A Fulton County, GA, judge has cleared the way for Atlanta-based Grady Memorial Hospital to close its outpatient dialysis clinic. Grady spokesman Matt Gove said the outpatient dialysis clinic would close in about a week, once plans are in place to find other care for its patients. The closing of the Grady clinic would essentially leave metro Atlanta without a major hospital that provides nearly free outpatient dialysis care for the poor, uninsured, and illegal immigrants.
The health-system overhaul proposed by Sen. Max Baucus would create millions of new insurance customers without subjecting health insurers to government-run competition. Insurers have argued that the individual mandate is essential to get healthy people paying premiums and balancing out the costs of adding coverage from an influx of sick people. Deliberations on the bill by the Senate Finance Committee have raised the possibility that such an individual mandate could be significantly weakened.
Doctors' offices in Tennessee have been accidentally sending patient information, including Social Security numbers and medical histories, to an Indiana businessman's fax machine for the past three years. The sensitive medical information was supposed to be sent to the Tennessee Department of Human Services, but Bill Keith, owner of SunRise Solar Inc. in Indiana, says hundreds of confidential medical faxes having been coming to him.
Many employers are considering changes, including raising co-pays on prescription drugs to increase their employees' share of costs in a bid to curb growth in medical plan costs. Such cost-cutting actions should reduce employers' growth in costs next year to just below 6% instead of nearly 9% otherwise, suggest preliminary results of consultant Mercer's annual benefits survey.
Healthcare overhaul legislation moving through the Senate Finance Committee would put crucial rule-making authority in the hands of a private association of state insurance commissioners that consumer advocates fear is too closely tied to the industry. The National Association of Insurance Commissioners currently writes model laws and regulations that individual states are free to accept or discard, reports the Los Angeles Times. Under the bill by Sen. Max Baucus, it would craft a model rule governing "health insurance rating, issuance and marketing requirements" that would become "the new federal minimum standard without any further congressional action."

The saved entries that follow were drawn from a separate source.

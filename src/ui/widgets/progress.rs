// Progress bar with per-state rendering

use ratatui::{
    buffer::Buffer,
    layout::Rect,
    style::{Color, Style},
    widgets::Widget,
};

/// Width of the sliding block when the total is unknown
const BOUNCE_WIDTH: u16 = 8;

#[derive(Debug, Clone, Copy, PartialEq)]
pub enum ProgressState {
    /// Nothing dispatched yet
    Idle,
    /// Running without a known duration; `tick` drives the animation
    Indeterminate { tick: u64 },
    Running,
    Done,
    Failed,
}

pub struct EnhancedProgress {
    percent: f64,
    state: ProgressState,
}

impl EnhancedProgress {
    pub fn new(percent: f64, state: ProgressState) -> Self {
        Self {
            percent: percent.clamp(0.0, 100.0),
            state,
        }
    }
}

/// Start column of the bouncing block for a bar `width` cells wide
pub fn bounce_offset(tick: u64, width: u16) -> u16 {
    let travel = width.saturating_sub(BOUNCE_WIDTH) as u64;
    if travel == 0 {
        return 0;
    }
    let pos = tick % (travel * 2);
    if pos <= travel {
        pos as u16
    } else {
        (travel * 2 - pos) as u16
    }
}

impl Widget for EnhancedProgress {
    fn render(self, area: Rect, buf: &mut Buffer) {
        if area.width == 0 || area.height == 0 {
            return;
        }

        let (filled_range, filled_symbol, unfilled_symbol, filled_fg, unfilled_fg) =
            match self.state {
                ProgressState::Idle => ((0, 0), "░", "░", Color::DarkGray, Color::DarkGray),
                ProgressState::Indeterminate { tick } => {
                    let start = bounce_offset(tick, area.width);
                    let end = (start + BOUNCE_WIDTH).min(area.width);
                    ((start, end), "█", "░", Color::Cyan, Color::DarkGray)
                }
                ProgressState::Running => {
                    let filled = (area.width as f64 * self.percent / 100.0).round() as u16;
                    ((0, filled), "█", "░", Color::White, Color::DarkGray)
                }
                ProgressState::Done => ((0, area.width), "█", " ", Color::Green, Color::Black),
                ProgressState::Failed => {
                    let filled = (area.width as f64 * self.percent / 100.0).round() as u16;
                    ((0, filled), "█", "░", Color::Red, Color::DarkGray)
                }
            };

        for x in 0..area.width {
            let (symbol, fg) = if x >= filled_range.0 && x < filled_range.1 {
                (filled_symbol, filled_fg)
            } else {
                (unfilled_symbol, unfilled_fg)
            };
            buf.set_string(area.x + x, area.y, symbol, Style::default().fg(fg));
        }
    }
}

Emory University Hospital dropped its lawsuit to block Gwinnett Medical Center's plan to perform open-heart surgery, ending a nearly two-year fight over the program. Emory and Piedmont Hospital had battled the Gwinnett proposal since 2008, saying that it would flood the metro Atlanta market and dilute the quality of open-heart care. Piedmont dropped its lawsuit earlier in September.
The cost of medical benefits is projected to increase again in 2010 with premiums and out-of-pocket expenses rising 10%, a study released ahead of open-enrollment season for medical benefits predicts. In 2010, the combined average premium and out-of-pocket costs for healthcare coverage for a worker are projected to climb to $4,023 a year, a 10% increase from this year, according to the annual study by Hewitt Associates.
Public support for Massachusetts' health insurance overhaul has slipped over the past year, a new poll indicates, but residents still support the 2006 law by a 2-to-1 ratio. Amid a severe recession, 59% of those surveyed said they favored the state's multimillion-dollar insurance initiative, down from 69% a year ago. The poll also found that opposition to the law stands at 28%, up slightly from 22% in a June 2008 survey.
Speaker Nancy Pelosi said that House Democrats are weighing a proposal to tax generous health-insurance plans, a step that risks conflict with unions but would help pay for the House's version of health-overhaul legislation, according to the Wall Street Journal. The proposed tax on "Cadillac" health plans offering generous benefits is a central feature of legislation pending in the Senate. The House bill, on the other hand, is financed in part by a surtax on the wealthy that would raise more than $500 billion over 10 years.
Federally funded health centers, originally created to serve the poor, are seeing a surge of patients as more Americans struggle financially. The centers are on track to handle more than 20 million patients this year, up by more than two million from last year and twice the figure of a decade ago, according to surveys by the National Association of Community Health Centers.